In 1988, Hilger underwent a knee surgery that changed the course of his career and led to his termination from the Raiders. After missing the first five games of the 1988 season, Hilger signed with the Detroit Lions despite failing his physical. Only six days after arriving in Detroit, Hilger was forced into action. Without a grasp of the playbook, Hilger managed to call plays, attempt a career-high 43 passes, and toss a touchdown in the 24–7 loss against the Chicago Bears. By season's end, Hilger was named the Lions Offensive MVP for the 1988 season. In 1989, the Lions released Hilger due to his bone-on-bone knee condition. In 1990, Hilger teamed with former Raiders Head Coach Tom Flores and the Seattle Seahawks. The Seahawks released Hilger prior to the season opener, and former Raiders Offensive Coordinator Larry Kennan and the Indianapolis Colts picked him up. Hilger signed with the Indianapolis Colts and spent the remainder of the season with the Colts.

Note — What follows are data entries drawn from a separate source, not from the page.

use serde::Deserialize;

use crate::traits::{CanonicalMedia, MediaTitle};

// ── GraphQL response wrappers ────────────────────────────────────

#[derive(Debug, Deserialize)]
pub struct GraphQLResponse<T> {
    pub data: Option<T>,
    #[serde(default)]
    pub errors: Vec<GraphQLError>,
}

#[derive(Debug, Deserialize)]
pub struct GraphQLError {
    pub message: String,
}

// ── Search query ─────────────────────────────────────────────────

#[derive(Debug, Deserialize)]
pub struct PageResponse {
    #[serde(rename = "Page")]
    pub page: PageData,
}

#[derive(Debug, Deserialize)]
pub struct PageData {
    #[serde(default)]
    pub media: Vec<AniListMedia>,
}

#[derive(Debug, Deserialize)]
pub struct AniListMedia {
    pub id: u64,
    #[serde(rename = "idMal")]
    pub id_mal: Option<u64>,
    pub title: Option<AniListTitle>,
    #[serde(rename = "seasonYear")]
    pub season_year: Option<i32>,
    #[serde(rename = "startDate")]
    pub start_date: Option<FuzzyDate>,
}

#[derive(Debug, Deserialize)]
pub struct AniListTitle {
    pub romaji: Option<String>,
    pub english: Option<String>,
    pub native: Option<String>,
}

#[derive(Debug, Deserialize)]
pub struct FuzzyDate {
    pub year: Option<i32>,
}

// ── Conversions ──────────────────────────────────────────────────

impl AniListMedia {
    pub fn into_canonical(self) -> CanonicalMedia {
        let title = self
            .title
            .map(|t| MediaTitle {
                romaji: t.romaji,
                english: t.english,
                native: t.native,
            })
            .unwrap_or_default();

        // Start date is authoritative; season year covers entries with a fuzzy start.
        let start_year = self
            .start_date
            .and_then(|d| d.year)
            .or(self.season_year);

        CanonicalMedia {
            anilist_id: self.id,
            mal_id: self.id_mal,
            title,
            start_year,
        }
    }
}
//! API route handlers

use axum::{
    extract::{rejection::JsonRejection, Query, State},
    http::StatusCode,
    response::{IntoResponse, Response},
    Json,
};
use serde::{Deserialize, Serialize};

use super::{status_for_kind, AppState};
use crate::error::HealError;
use crate::heal::{HealState, HealingReport};

const DEFAULT_HISTORY_LIMIT: usize = 10;

/// POST /heal body
#[derive(Debug, Deserialize)]
pub struct HealRequest {
    #[serde(default, alias = "target_id")]
    pub service: String,
    #[serde(default)]
    pub alert_message: Option<String>,
}

/// POST /heal
///
/// 200 with the report for every terminal state except `ABORTED_ERROR`,
/// which carries the report with a 5xx status. The invocation runs as its
/// own task, so a client disconnect drops only the response.
pub async fn heal(
    State(state): State<AppState>,
    body: Result<Json<HealRequest>, JsonRejection>,
) -> Result<Response, HealError> {
    let Json(req) = body.map_err(|e| HealError::BadRequest(e.body_text()))?;

    let target_id = req.service.trim();
    if target_id.is_empty() {
        return Err(HealError::BadRequest("'service' is required".to_string()));
    }
    let target_id = target_id.to_string();
    let alert_message = req.alert_message.filter(|m| !m.trim().is_empty());

    let orchestrator = state.orchestrator.clone();
    let report = tokio::spawn(async move {
        orchestrator
            .heal(&target_id, alert_message.as_deref())
            .await
    })
    .await
    .map_err(|e| HealError::Internal(format!("healing task failed: {e}")))??;

    Ok((report_status(&report), Json(report)).into_response())
}

fn report_status(report: &HealingReport) -> StatusCode {
    match (report.final_state, &report.error) {
        (HealState::AbortedError, Some(err)) => status_for_kind(&err.kind),
        (HealState::AbortedError, None) => StatusCode::INTERNAL_SERVER_ERROR,
        _ => StatusCode::OK,
    }
}

#[derive(Debug, Deserialize)]
pub struct HistoryQuery {
    pub limit: Option<usize>,
}

#[derive(Debug, Serialize)]
pub struct HistoryResponse {
    pub count: usize,
    pub incidents: Vec<HealingReport>,
}

/// GET /history
pub async fn history(
    State(state): State<AppState>,
    Query(query): Query<HistoryQuery>,
) -> Json<HistoryResponse> {
    let limit = query.limit.unwrap_or(DEFAULT_HISTORY_LIMIT);
    let incidents = state.orchestrator.history().recent(limit).await;

    Json(HistoryResponse {
        count: incidents.len(),
        incidents,
    })
}

#[derive(Debug, Serialize)]
pub struct HealthResponse {
    pub status: &'static str,
    pub service: &'static str,
    pub version: &'static str,
    pub oracle_model: String,
    pub in_flight: usize,
}

/// GET /health
pub async fn health(State(state): State<AppState>) -> Json<HealthResponse> {
    Json(HealthResponse {
        status: "healthy",
        service: env!("CARGO_PKG_NAME"),
        version: env!("CARGO_PKG_VERSION"),
        oracle_model: state.orchestrator.oracle_id().to_string(),
        in_flight: state.orchestrator.in_flight_count(),
    })
}

#[cfg(test)]
mod tests {
    use super::*;
    use crate::heal::ReportError;
    use chrono::Utc;

    fn report(final_state: HealState, error: Option<&str>) -> HealingReport {
        HealingReport {
            invocation_id: "inv".to_string(),
            target_id: "a".to_string(),
            alert_message: None,
            started_at: Utc::now(),
            final_state,
            phases: Vec::new(),
            violations: Vec::new(),
            insufficient_data: false,
            assessment: None,
            remediations: Vec::new(),
            verification: None,
            error: error.map(|kind| ReportError {
                kind: kind.to_string(),
                message: String::new(),
            }),
            total_elapsed_ms: 0,
        }
    }

    #[test]
    fn test_report_status() {
        assert_eq!(report_status(&report(HealState::Resolved, None)), StatusCode::OK);
        assert_eq!(report_status(&report(HealState::Escalated, None)), StatusCode::OK);
        assert_eq!(
            report_status(&report(HealState::AbortedTimeout, Some("timeout"))),
            StatusCode::OK
        );
        assert_eq!(
            report_status(&report(HealState::AbortedError, Some("unavailable"))),
            StatusCode::SERVICE_UNAVAILABLE
        );
        assert_eq!(
            report_status(&report(HealState::AbortedError, Some("remediation_rejected"))),
            StatusCode::BAD_GATEWAY
        );
    }

    #[test]
    fn test_heal_request_accepts_target_id_alias() {
        let req: HealRequest = serde_json::from_str(r#"{"target_id": "user-api"}"#).unwrap();
        assert_eq!(req.service, "user-api");
        assert!(req.alert_message.is_none());
    }
}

At season's end, Coach Larry Kennan joined former Raider Head Coach Tom Flores in Seattle. Hilger remained under contract with the Colts until released just days before the 1991 season opener. He then re-signed with the Seahawks for the 1991 and 1992 seasons. Chronic arthritis forced Hilger to retire after the 1992 season.

==Death==
Hilger died on December 24, 2019, after a battle with esophageal cancer.